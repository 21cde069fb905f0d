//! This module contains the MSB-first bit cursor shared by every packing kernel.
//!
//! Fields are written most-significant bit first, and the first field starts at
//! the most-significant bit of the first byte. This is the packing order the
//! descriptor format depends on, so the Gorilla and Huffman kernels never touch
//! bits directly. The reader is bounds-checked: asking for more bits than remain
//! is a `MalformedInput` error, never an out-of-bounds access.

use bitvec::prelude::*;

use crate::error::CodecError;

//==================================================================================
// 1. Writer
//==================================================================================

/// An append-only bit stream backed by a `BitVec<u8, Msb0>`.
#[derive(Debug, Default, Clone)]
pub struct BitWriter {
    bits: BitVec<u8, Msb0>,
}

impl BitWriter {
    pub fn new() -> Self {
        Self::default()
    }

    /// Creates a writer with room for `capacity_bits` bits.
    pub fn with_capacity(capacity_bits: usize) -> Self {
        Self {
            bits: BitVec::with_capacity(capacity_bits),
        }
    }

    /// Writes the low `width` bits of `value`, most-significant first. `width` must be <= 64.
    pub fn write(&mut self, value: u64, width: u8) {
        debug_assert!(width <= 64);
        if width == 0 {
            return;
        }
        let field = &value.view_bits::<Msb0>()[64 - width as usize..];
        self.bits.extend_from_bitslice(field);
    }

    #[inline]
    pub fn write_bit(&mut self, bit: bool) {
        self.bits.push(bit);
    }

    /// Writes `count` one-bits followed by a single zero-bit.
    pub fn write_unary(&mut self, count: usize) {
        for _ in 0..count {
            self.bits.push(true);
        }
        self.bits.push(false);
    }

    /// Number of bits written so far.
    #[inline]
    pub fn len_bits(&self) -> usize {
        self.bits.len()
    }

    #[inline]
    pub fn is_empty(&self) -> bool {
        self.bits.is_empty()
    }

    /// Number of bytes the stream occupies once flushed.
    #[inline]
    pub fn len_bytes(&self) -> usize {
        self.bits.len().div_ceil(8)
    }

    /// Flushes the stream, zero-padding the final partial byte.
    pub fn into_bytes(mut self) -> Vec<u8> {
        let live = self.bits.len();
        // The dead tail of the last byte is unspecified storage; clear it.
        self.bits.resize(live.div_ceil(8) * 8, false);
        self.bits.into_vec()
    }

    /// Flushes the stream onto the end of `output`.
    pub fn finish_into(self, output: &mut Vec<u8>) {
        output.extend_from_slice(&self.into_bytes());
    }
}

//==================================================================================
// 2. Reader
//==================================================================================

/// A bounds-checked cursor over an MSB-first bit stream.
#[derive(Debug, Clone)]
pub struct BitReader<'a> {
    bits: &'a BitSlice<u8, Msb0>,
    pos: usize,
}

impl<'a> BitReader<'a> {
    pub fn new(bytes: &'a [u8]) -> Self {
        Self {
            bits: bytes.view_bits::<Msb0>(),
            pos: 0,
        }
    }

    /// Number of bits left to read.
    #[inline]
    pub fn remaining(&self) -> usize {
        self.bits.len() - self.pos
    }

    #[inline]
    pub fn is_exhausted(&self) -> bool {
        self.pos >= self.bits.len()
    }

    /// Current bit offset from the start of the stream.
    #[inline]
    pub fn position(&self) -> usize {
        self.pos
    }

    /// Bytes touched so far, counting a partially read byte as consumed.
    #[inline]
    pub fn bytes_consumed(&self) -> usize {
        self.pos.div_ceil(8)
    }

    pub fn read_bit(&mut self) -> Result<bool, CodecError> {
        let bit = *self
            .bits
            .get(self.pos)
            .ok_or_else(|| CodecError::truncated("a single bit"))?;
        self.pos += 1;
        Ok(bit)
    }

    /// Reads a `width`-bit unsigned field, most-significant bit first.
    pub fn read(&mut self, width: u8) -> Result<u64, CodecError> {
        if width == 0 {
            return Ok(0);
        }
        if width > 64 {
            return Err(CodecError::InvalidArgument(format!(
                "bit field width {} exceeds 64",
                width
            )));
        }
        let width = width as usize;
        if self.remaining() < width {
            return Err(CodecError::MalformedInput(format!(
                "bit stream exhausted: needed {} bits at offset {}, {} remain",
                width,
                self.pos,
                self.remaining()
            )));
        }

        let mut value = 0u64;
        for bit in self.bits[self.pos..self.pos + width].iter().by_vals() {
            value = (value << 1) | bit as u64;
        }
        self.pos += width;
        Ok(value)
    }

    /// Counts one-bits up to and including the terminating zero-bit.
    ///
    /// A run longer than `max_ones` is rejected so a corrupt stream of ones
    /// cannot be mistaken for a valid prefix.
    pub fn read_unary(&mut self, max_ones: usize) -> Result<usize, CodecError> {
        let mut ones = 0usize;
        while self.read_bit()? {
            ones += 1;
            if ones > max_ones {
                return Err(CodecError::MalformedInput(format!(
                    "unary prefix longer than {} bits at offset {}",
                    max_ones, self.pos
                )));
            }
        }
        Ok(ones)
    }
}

---

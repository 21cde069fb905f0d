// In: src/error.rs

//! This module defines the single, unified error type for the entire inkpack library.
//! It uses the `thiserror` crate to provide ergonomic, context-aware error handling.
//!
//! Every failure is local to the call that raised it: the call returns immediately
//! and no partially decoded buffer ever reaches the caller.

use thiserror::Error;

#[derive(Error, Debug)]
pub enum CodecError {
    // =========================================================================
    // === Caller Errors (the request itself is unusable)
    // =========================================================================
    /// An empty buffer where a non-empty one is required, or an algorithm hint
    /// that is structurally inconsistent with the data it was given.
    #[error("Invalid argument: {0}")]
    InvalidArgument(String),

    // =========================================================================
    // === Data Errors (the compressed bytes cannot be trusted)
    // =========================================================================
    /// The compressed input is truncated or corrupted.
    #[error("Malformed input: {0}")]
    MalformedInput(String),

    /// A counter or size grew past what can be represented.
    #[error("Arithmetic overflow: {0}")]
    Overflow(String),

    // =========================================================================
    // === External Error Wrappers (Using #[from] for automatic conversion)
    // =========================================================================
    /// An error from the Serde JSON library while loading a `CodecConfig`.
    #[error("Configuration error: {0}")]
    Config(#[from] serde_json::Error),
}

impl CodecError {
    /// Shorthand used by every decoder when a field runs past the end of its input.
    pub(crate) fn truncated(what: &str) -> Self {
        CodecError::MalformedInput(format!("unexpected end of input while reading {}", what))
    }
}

---

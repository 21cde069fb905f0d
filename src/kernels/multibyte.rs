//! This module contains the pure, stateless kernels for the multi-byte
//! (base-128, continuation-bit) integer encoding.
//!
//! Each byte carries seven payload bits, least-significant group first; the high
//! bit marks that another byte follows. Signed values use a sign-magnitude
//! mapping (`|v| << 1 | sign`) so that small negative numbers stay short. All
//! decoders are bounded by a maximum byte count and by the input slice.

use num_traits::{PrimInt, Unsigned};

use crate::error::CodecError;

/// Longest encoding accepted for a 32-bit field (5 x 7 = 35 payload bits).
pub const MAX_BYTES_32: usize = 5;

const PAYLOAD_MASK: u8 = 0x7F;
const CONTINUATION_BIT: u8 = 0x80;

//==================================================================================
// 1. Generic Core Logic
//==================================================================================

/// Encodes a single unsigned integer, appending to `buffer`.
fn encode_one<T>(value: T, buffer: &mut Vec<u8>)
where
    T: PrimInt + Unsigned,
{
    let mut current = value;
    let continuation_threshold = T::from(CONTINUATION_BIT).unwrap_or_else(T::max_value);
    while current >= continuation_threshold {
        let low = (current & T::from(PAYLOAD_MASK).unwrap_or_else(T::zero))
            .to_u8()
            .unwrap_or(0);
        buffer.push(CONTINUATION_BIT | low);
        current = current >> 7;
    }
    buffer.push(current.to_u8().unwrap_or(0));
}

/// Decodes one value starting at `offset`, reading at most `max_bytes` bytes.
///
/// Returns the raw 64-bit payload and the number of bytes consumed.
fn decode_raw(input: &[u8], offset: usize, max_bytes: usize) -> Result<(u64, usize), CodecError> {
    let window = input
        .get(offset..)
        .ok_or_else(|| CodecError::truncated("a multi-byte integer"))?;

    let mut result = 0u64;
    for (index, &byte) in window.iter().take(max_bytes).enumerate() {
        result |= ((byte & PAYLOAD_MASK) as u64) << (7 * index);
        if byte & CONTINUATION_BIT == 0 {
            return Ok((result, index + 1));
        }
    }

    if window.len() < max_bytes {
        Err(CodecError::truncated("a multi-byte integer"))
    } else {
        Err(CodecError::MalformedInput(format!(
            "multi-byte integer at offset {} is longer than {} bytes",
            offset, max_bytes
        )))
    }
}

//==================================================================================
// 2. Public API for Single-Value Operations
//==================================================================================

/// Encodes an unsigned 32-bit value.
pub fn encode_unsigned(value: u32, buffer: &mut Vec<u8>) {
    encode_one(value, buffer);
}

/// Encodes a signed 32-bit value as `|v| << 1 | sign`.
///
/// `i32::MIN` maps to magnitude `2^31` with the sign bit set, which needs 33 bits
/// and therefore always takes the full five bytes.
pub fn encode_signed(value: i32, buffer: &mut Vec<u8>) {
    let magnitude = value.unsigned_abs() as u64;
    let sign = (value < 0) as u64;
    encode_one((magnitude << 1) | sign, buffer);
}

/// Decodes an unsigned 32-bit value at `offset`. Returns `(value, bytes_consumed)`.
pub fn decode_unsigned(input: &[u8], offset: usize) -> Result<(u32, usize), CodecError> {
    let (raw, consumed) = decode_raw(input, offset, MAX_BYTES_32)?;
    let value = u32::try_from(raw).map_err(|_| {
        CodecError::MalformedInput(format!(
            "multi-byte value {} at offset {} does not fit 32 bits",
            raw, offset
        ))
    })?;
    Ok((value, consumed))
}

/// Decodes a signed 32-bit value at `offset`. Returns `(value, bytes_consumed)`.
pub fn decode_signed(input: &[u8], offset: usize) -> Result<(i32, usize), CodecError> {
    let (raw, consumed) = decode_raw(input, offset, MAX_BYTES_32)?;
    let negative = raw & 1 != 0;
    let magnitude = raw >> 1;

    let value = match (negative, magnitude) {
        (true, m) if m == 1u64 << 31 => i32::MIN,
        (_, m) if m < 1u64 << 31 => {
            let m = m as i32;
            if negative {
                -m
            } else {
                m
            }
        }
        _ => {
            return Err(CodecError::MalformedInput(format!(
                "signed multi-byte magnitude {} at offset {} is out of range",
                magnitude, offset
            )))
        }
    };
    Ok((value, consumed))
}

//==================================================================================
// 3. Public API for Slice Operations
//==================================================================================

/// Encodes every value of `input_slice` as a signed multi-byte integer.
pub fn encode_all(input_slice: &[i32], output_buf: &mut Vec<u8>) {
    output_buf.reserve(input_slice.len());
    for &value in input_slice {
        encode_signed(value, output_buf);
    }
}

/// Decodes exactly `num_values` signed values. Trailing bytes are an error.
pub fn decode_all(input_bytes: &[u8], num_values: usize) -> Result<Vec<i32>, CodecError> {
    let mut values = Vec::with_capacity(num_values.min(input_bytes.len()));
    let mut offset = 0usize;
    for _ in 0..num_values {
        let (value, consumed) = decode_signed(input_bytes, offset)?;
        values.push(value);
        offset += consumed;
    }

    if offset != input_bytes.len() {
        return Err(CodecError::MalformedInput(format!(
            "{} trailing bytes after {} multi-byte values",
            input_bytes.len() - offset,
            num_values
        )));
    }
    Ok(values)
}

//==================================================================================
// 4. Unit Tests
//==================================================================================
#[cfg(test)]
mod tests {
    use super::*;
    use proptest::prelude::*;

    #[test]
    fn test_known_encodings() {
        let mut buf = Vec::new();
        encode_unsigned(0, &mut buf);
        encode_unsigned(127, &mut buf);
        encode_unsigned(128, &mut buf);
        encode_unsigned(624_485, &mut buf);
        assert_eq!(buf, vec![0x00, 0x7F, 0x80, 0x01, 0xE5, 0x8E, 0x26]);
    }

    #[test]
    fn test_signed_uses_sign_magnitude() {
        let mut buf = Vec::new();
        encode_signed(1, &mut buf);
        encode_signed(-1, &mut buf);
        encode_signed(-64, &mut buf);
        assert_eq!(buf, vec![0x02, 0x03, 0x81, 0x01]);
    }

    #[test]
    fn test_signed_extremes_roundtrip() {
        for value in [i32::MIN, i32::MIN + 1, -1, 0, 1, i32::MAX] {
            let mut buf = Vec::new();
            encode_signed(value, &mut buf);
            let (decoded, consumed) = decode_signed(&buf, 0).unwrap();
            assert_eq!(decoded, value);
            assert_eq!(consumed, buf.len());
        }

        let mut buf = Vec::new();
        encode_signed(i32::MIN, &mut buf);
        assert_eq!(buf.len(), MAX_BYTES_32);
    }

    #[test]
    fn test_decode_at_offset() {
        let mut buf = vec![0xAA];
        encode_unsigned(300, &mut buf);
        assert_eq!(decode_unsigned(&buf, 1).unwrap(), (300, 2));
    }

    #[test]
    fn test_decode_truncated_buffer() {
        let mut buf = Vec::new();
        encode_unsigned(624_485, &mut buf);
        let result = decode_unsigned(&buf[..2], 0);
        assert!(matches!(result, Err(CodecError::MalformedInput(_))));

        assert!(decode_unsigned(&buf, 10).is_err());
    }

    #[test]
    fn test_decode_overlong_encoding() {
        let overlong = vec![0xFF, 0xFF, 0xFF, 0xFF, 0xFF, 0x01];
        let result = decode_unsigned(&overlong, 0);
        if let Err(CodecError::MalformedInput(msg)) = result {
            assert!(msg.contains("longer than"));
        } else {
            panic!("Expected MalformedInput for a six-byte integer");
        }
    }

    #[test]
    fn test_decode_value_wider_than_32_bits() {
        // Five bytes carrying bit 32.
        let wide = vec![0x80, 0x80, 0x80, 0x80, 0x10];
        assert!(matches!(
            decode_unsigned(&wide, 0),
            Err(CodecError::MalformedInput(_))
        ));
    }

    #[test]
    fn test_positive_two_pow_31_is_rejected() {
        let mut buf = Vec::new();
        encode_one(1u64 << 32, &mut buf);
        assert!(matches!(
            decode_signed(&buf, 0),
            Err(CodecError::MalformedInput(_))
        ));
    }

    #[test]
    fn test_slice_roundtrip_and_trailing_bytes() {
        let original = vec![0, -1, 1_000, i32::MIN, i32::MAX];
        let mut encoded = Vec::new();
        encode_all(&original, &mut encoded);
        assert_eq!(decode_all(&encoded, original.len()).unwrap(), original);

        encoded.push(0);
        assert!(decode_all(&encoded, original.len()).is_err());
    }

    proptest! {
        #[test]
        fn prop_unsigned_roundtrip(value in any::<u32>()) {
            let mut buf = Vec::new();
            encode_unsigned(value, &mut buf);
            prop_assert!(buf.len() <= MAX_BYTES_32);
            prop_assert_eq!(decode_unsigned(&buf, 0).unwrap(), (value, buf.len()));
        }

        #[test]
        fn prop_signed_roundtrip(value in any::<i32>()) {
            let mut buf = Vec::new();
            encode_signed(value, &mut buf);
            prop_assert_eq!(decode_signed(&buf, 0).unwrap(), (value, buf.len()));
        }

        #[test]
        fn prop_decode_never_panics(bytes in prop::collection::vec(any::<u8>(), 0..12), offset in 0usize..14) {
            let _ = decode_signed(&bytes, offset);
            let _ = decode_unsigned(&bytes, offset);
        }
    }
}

- _Exercise prompt_
Take from the listing above each line in which the string "thiserror" is found.

- _Result for this task_
//! It uses the `thiserror` crate to provide ergonomic, context-aware error handling.
use thiserror::Error;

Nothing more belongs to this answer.